- Active: 1961–1975
- Allegiance: South Vietnam
- Branch: Republic of Vietnam Marine Division
- Type: Marines
- Role: Amphibious warfare Anti-tank warfare Artillery observer Close combat Counterinsurgency Force protection Jungle warfare Raiding Reconnaissance Urban warfare
- Size: Battalion
- Garrison/HQ: Hoang Hoa Tram camp
- Nickname: "Killer Sharks"
- Engagements: Vietnam War Battle of Binh Gia;

Commanders
- Battalion Commander: Captain Bui The Lan
- Vice Battalion Commander: Captain Nguyen Van Nho
- Captain of 1st Company: Lieutenant Nguyen Thanh Tri
- Captain of 2nd Company: Lieutenant Tran Van Hoán
- Captain of 3rd Company: Lieutenant Nhat
- Captain of 4th Company: Lieutenant Ton

= 4th Marine Battalion (South Vietnam) =

The 4th Marine Battalion was an infantry marines battalion falling under command the 147th Marine Brigade during the Vietnam War.
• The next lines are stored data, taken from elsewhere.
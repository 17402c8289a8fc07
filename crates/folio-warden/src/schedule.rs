use std::sync::Arc;

use tokio::sync::watch;
use tokio::task::JoinHandle;
use tokio::time::interval;
use tracing::{error, info, warn};

use crate::config::WardenConfig;
use crate::error::WardenError;
use crate::report::WardenReport;
use crate::warden::LedgerWarden;

/// Reports published after each audit round.
#[derive(Clone, Debug, Default, PartialEq, Eq)]
pub struct AuditRound {
    /// 1-based round counter; 0 before the first round completes.
    pub round: u64,
    pub reports: Vec<WardenReport>,
}

/// Handle to a background task auditing on a fixed interval.
///
/// Dropping the handle without [`WardenSchedule::shutdown`] also stops the
/// task at its next wake-up.
pub struct WardenSchedule {
    rounds: watch::Receiver<AuditRound>,
    shutdown_tx: watch::Sender<bool>,
    task: JoinHandle<()>,
}

impl WardenSchedule {
    /// Start auditing. Must be called within a tokio runtime.
    pub fn spawn(warden: Arc<LedgerWarden>, config: WardenConfig) -> Result<Self, WardenError> {
        config.validate()?;
        let (shutdown_tx, mut shutdown_rx) = watch::channel(false);
        let (rounds_tx, rounds) = watch::channel(AuditRound::default());

        let task = tokio::spawn(async move {
            info!(interval_ms = config.interval_ms, "warden schedule started");
            let mut tick = interval(config.interval());
            let mut round = 0u64;

            loop {
                tokio::select! {
                    _ = tick.tick() => {
                        round += 1;
                        let warden = Arc::clone(&warden);
                        let selection = config.ledgers.clone();
                        // Audits hash every stored entry; keep them off the async workers.
                        let outcome = tokio::task::spawn_blocking(move || {
                            warden.validate_selected(selection.as_deref())
                        })
                        .await;

                        match outcome {
                            Ok(Ok(reports)) => {
                                let flagged = reports.iter().filter(|r| !r.is_ok()).count();
                                if flagged > 0 {
                                    warn!(round, ledgers = reports.len(), flagged, "audit round found problems");
                                } else {
                                    info!(round, ledgers = reports.len(), "audit round clean");
                                }
                                rounds_tx.send_replace(AuditRound { round, reports });
                            }
                            Ok(Err(e)) => error!(round, error = %e, "audit round failed"),
                            Err(e) => error!(round, error = %e, "audit task panicked"),
                        }
                    }
                    _ = shutdown_rx.changed() => {
                        info!("warden schedule shutting down");
                        break;
                    }
                }
            }

            info!(rounds = round, "warden schedule stopped");
        });

        Ok(Self {
            rounds,
            shutdown_tx,
            task,
        })
    }

    /// Subscribe to completed rounds.
    pub fn rounds(&self) -> watch::Receiver<AuditRound> {
        self.rounds.clone()
    }

    /// The most recently completed round.
    pub fn latest(&self) -> AuditRound {
        self.rounds.borrow().clone()
    }

    /// Signal the task to stop and wait for it.
    pub async fn shutdown(self) -> Result<(), WardenError> {
        // A send error means the task already exited.
        let _ = self.shutdown_tx.send(true);
        self.task
            .await
            .map_err(|e| WardenError::Task(e.to_string()))
    }
}
//! TOML configuration for the `folio` binary.
//!
//! ```toml
//! [[ledgers]]
//! name = "payments"
//! entries_per_page = 4
//! hash_algorithm = "SHA-256"
//!
//! [warden]
//! interval_ms = 5000
//! ```

use std::collections::BTreeSet;
use std::path::Path;

use anyhow::{bail, Context};
use folio_crypto::StandardHashProvider;
use folio_ledger::LedgerConfig;
use folio_warden::WardenConfig;
use serde::{Deserialize, Serialize};

/// Top-level configuration, parsed from TOML.
#[derive(Clone, Debug, PartialEq, Eq, Serialize, Deserialize)]
#[serde(default)]
pub struct FolioConfig {
    /// One table per ledger.
    pub ledgers: Vec<LedgerConfig>,
    /// Periodic audit settings.
    pub warden: WardenConfig,
}

impl Default for FolioConfig {
    fn default() -> Self {
        Self {
            ledgers: vec![LedgerConfig::default()],
            warden: WardenConfig::default(),
        }
    }
}

impl FolioConfig {
    /// Read `path`, or fall back to defaults when no file is given.
    pub fn load(path: Option<&Path>) -> anyhow::Result<Self> {
        match path {
            Some(p) => {
                let content = std::fs::read_to_string(p)
                    .with_context(|| format!("failed to read config {}", p.display()))?;
                Self::from_toml(&content)
                    .with_context(|| format!("invalid config {}", p.display()))
            }
            None => Ok(Self::default()),
        }
    }

    pub fn from_toml(s: &str) -> anyhow::Result<Self> {
        let config: Self = toml::from_str(s)?;
        config.validate()?;
        Ok(config)
    }

    fn validate(&self) -> anyhow::Result<()> {
        if self.ledgers.is_empty() {
            bail!("at least one [[ledgers]] table is required");
        }
        let mut seen = BTreeSet::new();
        for ledger in &self.ledgers {
            if !seen.insert(ledger.name.as_str()) {
                bail!("ledger {} is configured twice", ledger.name);
            }
            ledger.validate(&StandardHashProvider)?;
        }
        self.warden.validate()?;
        Ok(())
    }
}

#[cfg(test)]
mod tests {
    use super::*;
    use std::io::Write;

    #[test]
    fn defaults_without_file() {
        let config = FolioConfig::load(None).unwrap();
        assert_eq!(config.ledgers, vec![LedgerConfig::default()]);
        assert_eq!(config.warden.interval_ms, 60_000);
    }

    #[test]
    fn parse_full_config() {
        let config = FolioConfig::from_toml(
            r#"
            [[ledgers]]
            name = "payments"
            entries_per_page = 4
            hash_algorithm = "SHA-256"

            [[ledgers]]
            name = "contracts"

            [warden]
            interval_ms = 250
            ledgers = ["payments"]
            "#,
        )
        .unwrap();
        assert_eq!(config.ledgers.len(), 2);
        assert_eq!(config.ledgers[0], LedgerConfig::new("payments", 4, "SHA-256"));
        assert_eq!(config.ledgers[1].entries_per_page, 8);
        assert_eq!(config.ledgers[1].hash_algorithm, "BLAKE3");
        assert_eq!(config.warden.interval_ms, 250);
        assert_eq!(config.warden.ledgers, Some(vec!["payments".to_string()]));
    }

    #[test]
    fn warden_section_is_optional() {
        let config = FolioConfig::from_toml(
            r#"
            [[ledgers]]
            name = "payments"
            "#,
        )
        .unwrap();
        assert_eq!(config.warden, WardenConfig::default());
    }

    #[test]
    fn rejects_invalid_configs() {
        let duplicate = r#"
            [[ledgers]]
            name = "a"
            [[ledgers]]
            name = "a"
        "#;
        let bad_algorithm = r#"
            [[ledgers]]
            name = "a"
            hash_algorithm = "MD5"
        "#;
        let zero_capacity = r#"
            [[ledgers]]
            name = "a"
            entries_per_page = 0
        "#;
        let zero_interval = r#"
            [warden]
            interval_ms = 0
        "#;
        for toml in ["ledgers = []", duplicate, bad_algorithm, zero_capacity, zero_interval] {
            assert!(FolioConfig::from_toml(toml).is_err(), "accepted: {toml}");
        }
    }

    #[test]
    fn load_from_file() {
        let dir = tempfile::tempdir().unwrap();
        let path = dir.path().join("folio.toml");
        let mut file = std::fs::File::create(&path).unwrap();
        writeln!(file, "[[ledgers]]\nname = \"audit\"\nentries_per_page = 2").unwrap();

        let config = FolioConfig::load(Some(&path)).unwrap();
        assert_eq!(config.ledgers[0].name, "audit");
        assert_eq!(config.ledgers[0].entries_per_page, 2);
    }

    #[test]
    fn missing_file_is_an_error() {
        let dir = tempfile::tempdir().unwrap();
        let err = FolioConfig::load(Some(&dir.path().join("absent.toml"))).unwrap_err();
        assert!(err.to_string().contains("failed to read config"));
    }
}
use std::collections::BTreeSet;
use std::fmt;

use crate::error::CryptoError;

/// Private key bytes for a named signature algorithm.
#[derive(Clone, PartialEq, Eq)]
pub struct PrivateKey(Vec<u8>);

impl PrivateKey {
    pub fn from_bytes(bytes: impl Into<Vec<u8>>) -> Self {
        Self(bytes.into())
    }

    pub fn as_bytes(&self) -> &[u8] {
        &self.0
    }
}

impl fmt::Debug for PrivateKey {
    fn fmt(&self, f: &mut fmt::Formatter<'_>) -> fmt::Result {
        write!(f, "PrivateKey(<redacted>)")
    }
}

/// A generated key pair tagged with the algorithm that produced it.
#[derive(Clone, Debug, PartialEq, Eq)]
pub struct KeyPair {
    algorithm: String,
    public_key: Vec<u8>,
    private_key: PrivateKey,
}

impl KeyPair {
    pub fn new(algorithm: impl Into<String>, public_key: Vec<u8>, private_key: PrivateKey) -> Self {
        Self {
            algorithm: algorithm.into(),
            public_key,
            private_key,
        }
    }

    pub fn algorithm(&self) -> &str {
        &self.algorithm
    }

    pub fn public_key(&self) -> &[u8] {
        &self.public_key
    }

    pub fn public_key_hex(&self) -> String {
        hex::encode(&self.public_key)
    }

    pub fn private_key(&self) -> &PrivateKey {
        &self.private_key
    }
}

/// Named signature scheme.
///
/// `verify` answers a question: mismatched algorithm, malformed key, or
/// malformed signature all yield `false`, never an error.
pub trait SignatureProvider: Send + Sync {
    /// Generate a fresh key pair for `algorithm`.
    fn generate_key_pair(&self, algorithm: &str) -> Result<KeyPair, CryptoError>;

    /// Sign `digest` with `private_key`.
    fn sign(
        &self,
        digest: &[u8],
        private_key: &PrivateKey,
        algorithm: &str,
    ) -> Result<Vec<u8>, CryptoError>;

    /// Verify a hex signature over `digest` against a hex public key.
    fn verify(
        &self,
        digest: &[u8],
        hex_signature: &str,
        hex_public_key: &str,
        algorithm: &str,
    ) -> bool;

    fn default_algorithm(&self) -> &str;

    fn supported_algorithms(&self) -> BTreeSet<String>;

    fn encode_hex(&self, bytes: &[u8]) -> String {
        hex::encode(bytes)
    }

    fn decode_hex(&self, s: &str) -> Result<Vec<u8>, CryptoError> {
        hex::decode(s).map_err(|e| CryptoError::InvalidHex(e.to_string()))
    }
}

/// Ed25519 signatures via `ed25519-dalek`.
#[derive(Clone, Copy, Debug, Default)]
pub struct Ed25519SignatureProvider;

impl Ed25519SignatureProvider {
    pub const ALGORITHM: &'static str = "Ed25519";

    pub fn new() -> Self {
        Self
    }

    fn check_algorithm(algorithm: &str) -> Result<(), CryptoError> {
        if algorithm.eq_ignore_ascii_case(Self::ALGORITHM) {
            Ok(())
        } else {
            Err(CryptoError::UnsupportedAlgorithm(algorithm.to_string()))
        }
    }

    fn signing_key(private_key: &PrivateKey) -> Result<ed25519_dalek::SigningKey, CryptoError> {
        let bytes: [u8; 32] = private_key
            .as_bytes()
            .try_into()
            .map_err(|_| CryptoError::InvalidKey("expected 32-byte Ed25519 secret".into()))?;
        Ok(ed25519_dalek::SigningKey::from_bytes(&bytes))
    }
}

impl SignatureProvider for Ed25519SignatureProvider {
    fn generate_key_pair(&self, algorithm: &str) -> Result<KeyPair, CryptoError> {
        Self::check_algorithm(algorithm)?;
        let mut csprng = rand::thread_rng();
        let sk = ed25519_dalek::SigningKey::generate(&mut csprng);
        Ok(KeyPair::new(
            Self::ALGORITHM,
            sk.verifying_key().to_bytes().to_vec(),
            PrivateKey::from_bytes(sk.to_bytes().to_vec()),
        ))
    }

    fn sign(
        &self,
        digest: &[u8],
        private_key: &PrivateKey,
        algorithm: &str,
    ) -> Result<Vec<u8>, CryptoError> {
        use ed25519_dalek::Signer;
        Self::check_algorithm(algorithm)?;
        let sk = Self::signing_key(private_key)?;
        Ok(sk.sign(digest).to_bytes().to_vec())
    }

    fn verify(
        &self,
        digest: &[u8],
        hex_signature: &str,
        hex_public_key: &str,
        algorithm: &str,
    ) -> bool {
        use ed25519_dalek::Verifier;
        if Self::check_algorithm(algorithm).is_err() {
            return false;
        }
        let Ok(key_bytes) = self.decode_hex(hex_public_key) else {
            return false;
        };
        let Ok(sig_bytes) = self.decode_hex(hex_signature) else {
            return false;
        };
        let Ok(key_arr) = <[u8; 32]>::try_from(key_bytes.as_slice()) else {
            return false;
        };
        let Ok(sig_arr) = <[u8; 64]>::try_from(sig_bytes.as_slice()) else {
            return false;
        };
        let Ok(vk) = ed25519_dalek::VerifyingKey::from_bytes(&key_arr) else {
            return false;
        };
        let signature = ed25519_dalek::Signature::from_bytes(&sig_arr);
        vk.verify(digest, &signature).is_ok()
    }

    fn default_algorithm(&self) -> &str {
        Self::ALGORITHM
    }

    fn supported_algorithms(&self) -> BTreeSet<String> {
        BTreeSet::from([Self::ALGORITHM.to_string()])
    }
}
The battalion was formed in early 1961 and based at Vũng Tàu in Phước Tuy province (now Bà Rịa–Vũng Tàu province). On 30–31 December 1964, it was ambushed by elements of the Viet Cong 9th Division near the Quang Giao rubber plantation, 4 km south east of Bình Giã and suffered 60% casualties. The battalion ceased to exist after the Fall of Saigon on 30 April 1975 and the collapse of the South Vietnamese government.